Homemade Pickle Relish piled on pork or heaped on hamburgers is our reward. It is also great mixed into salad dressings. Wintertime is just a bit more pleasant when we can indulge in the fruits of our labors.
This recipe was given to my grandmother at her bridal shower back in 1913. It has been in use by my family ever since. Yes, it’s just that GOOD!
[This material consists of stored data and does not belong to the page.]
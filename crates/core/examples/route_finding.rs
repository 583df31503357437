//! Maps and Routes
//!
//! Run with: cargo run -p dungeon-core --example route_finding
//!
//! Loads a hand-written map from its save format, finds the cheapest
//! portal-free winning route, then generates a few random maps and checks
//! each one is winnable.

use dungeon_core::{is_winnable, winning_route, Coord, GeneratorConfig, GridMap, MapGenerator};

fn show(path: &[Coord]) -> String {
    path.iter()
        .map(|c| c.to_string())
        .collect::<Vec<_>>()
        .join(" → ")
}

fn main() -> Result<(), Box<dyn std::error::Error>> {
    println!("=== Maps and Routes ===\n");

    // treasure .      key
    // wall     portal .
    // sword    .      start
    let grid = GridMap::parse("3,3\ngaicjahab")?;
    println!("{}", grid);

    match winning_route(&grid)? {
        Some(route) => {
            println!("to key:      {}", show(&route.to_key));
            println!("to treasure: {}", show(&route.to_treasure));
            println!("back:        {}", show(&route.back));
            println!("cost:        {}\n", route.cost());
        }
        None => println!("no portal-free route\n"),
    }

    let mut generator = MapGenerator::new(GeneratorConfig::default(), 42)?;
    for i in 0..3 {
        let map = generator.generate(4, 5)?;
        println!("map {} (winnable: {})", i, is_winnable(&map)?);
        println!("{}", map);
    }

    Ok(())
}
//! A* shortest paths on the dungeon grid, and the winnability oracle.
//!
//! Every step costs `g = 10` and the heuristic is `h = 10 · manhattan`,
//! which is admissible with four-way moves at uniform cost. The open list is
//! kept unsorted: each iteration scans it for the lowest `f`, breaking ties
//! by insertion order.

use tracing::debug;

use crate::cell::CellKind;
use crate::error::CoreError;
use crate::grid::{Coord, GridMap};

/// Cost of one orthogonal step.
pub const STEP_COST: usize = 10;

/// Per-cell search bookkeeping.
#[derive(Debug, Clone, Copy, Default, PartialEq, Eq)]
pub struct NodeRecord {
    pub parent: Option<usize>,
    pub f: usize,
    pub g: usize,
    pub h: usize,
}

/// A* search over one loaded map, skipping every cell kind in `unreachable`.
#[derive(Debug, Clone)]
pub struct PathFinder<'a> {
    unreachable: Vec<CellKind>,
    map: Option<&'a GridMap>,
    records: Vec<NodeRecord>,
    objective: Option<Coord>,
}

impl<'a> PathFinder<'a> {
    /// Cells the winnability check refuses to cross. Portals are excluded
    /// because they only ever give a random shortcut.
    pub const NO_PORTALS: [CellKind; 3] = [CellKind::Wall, CellKind::Crack, CellKind::Portal];

    /// Cells no path can cross.
    pub const DEFAULT_UNREACHABLE: [CellKind; 2] = [CellKind::Wall, CellKind::Crack];

    pub fn new(unreachable: &[CellKind]) -> Self {
        Self {
            unreachable: unreachable.to_vec(),
            map: None,
            records: Vec::new(),
            objective: None,
        }
    }

    /// Attach a map; required before any query.
    pub fn load_map(&mut self, map: &'a GridMap) {
        self.map = Some(map);
        self.records = vec![NodeRecord::default(); map.len()];
        self.objective = None;
    }

    pub fn unload_map(&mut self) {
        self.map = None;
        self.records.clear();
        self.objective = None;
    }

    /// True once a map is loaded and an objective set.
    pub fn ready(&self) -> bool {
        self.map.is_some() && self.objective.is_some()
    }

    /// Record for a cell after the last search.
    pub fn record(&self, coord: Coord) -> Option<&NodeRecord> {
        let map = self.map?;
        map.contains(coord)
            .then(|| &self.records[map.position(coord)])
    }

    fn reachable(&self, map: &GridMap, coord: Coord) -> bool {
        map.get(coord)
            .map(|cell| !self.unreachable.contains(&cell))
            .unwrap_or(false)
    }

    /// `10 ×` the Manhattan distance to the current objective.
    pub fn heuristic(&self, coord: Coord) -> Result<usize, CoreError> {
        let objective = self.objective.ok_or(CoreError::NoObjective)?;
        Ok(STEP_COST * GridMap::distance(coord, objective))
    }

    /// Shortest path from `start` to `goal`, both ends included.
    ///
    /// Returns `Ok(None)` when no path exists.
    ///
    /// # Errors
    ///
    /// [`CoreError::NotLoaded`] before [`PathFinder::load_map`];
    /// [`CoreError::PositionOutOfBounds`] if an endpoint is off-grid.
    pub fn find_path(&mut self, start: Coord, goal: Coord) -> Result<Option<Vec<Coord>>, CoreError> {
        let map = self.map.ok_or(CoreError::NotLoaded)?;
        for c in [start, goal] {
            if !map.contains(c) {
                return Err(CoreError::PositionOutOfBounds {
                    row: c.row,
                    col: c.col,
                    rows: map.rows(),
                    cols: map.cols(),
                });
            }
        }
        self.objective = Some(goal);
        self.records.iter_mut().for_each(|r| *r = NodeRecord::default());

        let start_pos = map.position(start);
        let goal_pos = map.position(goal);
        self.records[start_pos].h = self.heuristic(start)?;
        self.records[start_pos].f = self.records[start_pos].h;

        let mut open: Vec<usize> = vec![start_pos];
        let mut in_open = vec![false; map.len()];
        let mut closed = vec![false; map.len()];
        in_open[start_pos] = true;

        while !open.is_empty() {
            // lowest f, first inserted wins ties
            let mut best = 0;
            for (i, &pos) in open.iter().enumerate() {
                if self.records[pos].f < self.records[open[best]].f {
                    best = i;
                }
            }
            let current = open.remove(best);
            in_open[current] = false;
            closed[current] = true;

            if current == goal_pos {
                let path = self.trace_back(map, start_pos, goal_pos);
                debug!(%start, %goal, length = path.len(), "path found");
                return Ok(Some(path));
            }

            for (next, _) in map.neighbors(map.coord(current)) {
                let next_pos = map.position(next);
                if closed[next_pos] || !self.reachable(map, next) {
                    continue;
                }
                let g = self.records[current].g + STEP_COST;
                if in_open[next_pos] {
                    if self.records[next_pos].g > g {
                        self.update(next, next_pos, current, g)?;
                    }
                } else {
                    self.update(next, next_pos, current, g)?;
                    open.push(next_pos);
                    in_open[next_pos] = true;
                }
            }
        }

        debug!(%start, %goal, "no path");
        Ok(None)
    }

    fn update(&mut self, coord: Coord, pos: usize, parent: usize, g: usize) -> Result<(), CoreError> {
        let h = self.heuristic(coord)?;
        self.records[pos] = NodeRecord {
            parent: Some(parent),
            f: g + h,
            g,
            h,
        };
        Ok(())
    }

    fn trace_back(&self, map: &GridMap, start: usize, goal: usize) -> Vec<Coord> {
        let mut path = vec![map.coord(goal)];
        let mut pos = goal;
        while pos != start {
            match self.records[pos].parent {
                Some(parent) => {
                    pos = parent;
                    path.push(map.coord(pos));
                }
                None => break,
            }
        }
        path.reverse();
        path
    }

    /// Cost of a path: `10` per step.
    pub fn path_cost(path: &[Coord]) -> usize {
        STEP_COST * path.len().saturating_sub(1)
    }
}

/// Shortest path avoiding walls and cracks.
pub fn shortest_path(grid: &GridMap, start: Coord, goal: Coord) -> Result<Option<Vec<Coord>>, CoreError> {
    let mut finder = PathFinder::new(&PathFinder::DEFAULT_UNREACHABLE);
    finder.load_map(grid);
    finder.find_path(start, goal)
}

/// The three legs of a winning route, start → key → treasure → start.
#[derive(Debug, Clone, PartialEq, Eq)]
pub struct WinningRoute {
    pub to_key: Vec<Coord>,
    pub to_treasure: Vec<Coord>,
    pub back: Vec<Coord>,
}

impl WinningRoute {
    pub fn cost(&self) -> usize {
        PathFinder::path_cost(&self.to_key)
            + PathFinder::path_cost(&self.to_treasure)
            + PathFinder::path_cost(&self.back)
    }
}

/// Shortest portal-free route through some key, or `None` if no key admits
/// one. Among several keys, the cheapest route wins.
pub fn winning_route(grid: &GridMap) -> Result<Option<WinningRoute>, CoreError> {
    let mut finder = PathFinder::new(&PathFinder::NO_PORTALS);
    finder.load_map(grid);
    let (start, treasure) = (grid.start(), grid.treasure());

    let back = match finder.find_path(treasure, start)? {
        Some(path) => path,
        None => return Ok(None),
    };

    let mut best: Option<WinningRoute> = None;
    for key in grid.keys() {
        let Some(to_key) = finder.find_path(start, key)? else {
            continue;
        };
        let Some(to_treasure) = finder.find_path(key, treasure)? else {
            continue;
        };
        let route = WinningRoute {
            to_key,
            to_treasure,
            back: back.clone(),
        };
        if best.as_ref().map_or(true, |b| route.cost() < b.cost()) {
            best = Some(route);
        }
    }
    Ok(best)
}

/// A map is winnable when start → key → treasure → start can be walked
/// without stepping on walls, cracks or portals.
pub fn is_winnable(grid: &GridMap) -> Result<bool, CoreError> {
    Ok(winning_route(grid)?.is_some())
}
1 peck green tomatoes (This is roughly 13 pounds.)
1 large head cabbage
3 red or green peppers
1/2 cup salt
2 quarts vinegar (This is 8 cups of either white or apple cider vinegar. You can dilute it with water if you think it’s too strong. Just be sure you have 8 cups of liquid.)
4 cups sugar
1 tablespoon celery seed
1 tablespoon mustard seed
1 tablespoon cinnamon
Shred tomatoes, cabbage, onions, and peppers. Add salt and let everything stand overnight. Drain and add vinegar and the rest of the ingredients. Boil 30 minutes. Seal in sterilized jars. Process pint jars in a 212 degree water bath for 15 minutes.
RELATED POST: From my friend Cathy at Original Homesteading: FRESH REFRIGERATOR PICKLES
This Pickle recipe was from my great-grandmother, and was handed down to her daughters, and so on until it got to me.
5 quarts peeled, sliced cucumbers (This is 7 pounds.)
3 cups vinegar (Either white or apple cider vinegar which can be diluted with water if you think it’s too strong. Just be sure you have 3 cups of liquid.)
3 cups sugar
2 teaspoons powdered mustard
1/2 teaspoon tumeric
1 teaspoon celery seed
1/2 teaspoon red pepper
3 tablespoons flour
Sprinkle the cucumbers with salt. Let stand overnight. Drain and add vinegar and spices. Bring to a boil and cook 15 minutes. Add the flour. Seal in sterilized jars. Process pint jars in a 212 degree water bath for 15 minutes.
Big families were the norm back 80 to 100 years ago, so recipes were usually done in large quantities. These recipes can be cut in half if necessary. Be sure to save some relish back for supper without sealing it all up. Some families, such as my own, can hardly wait for this to cool off before they try it.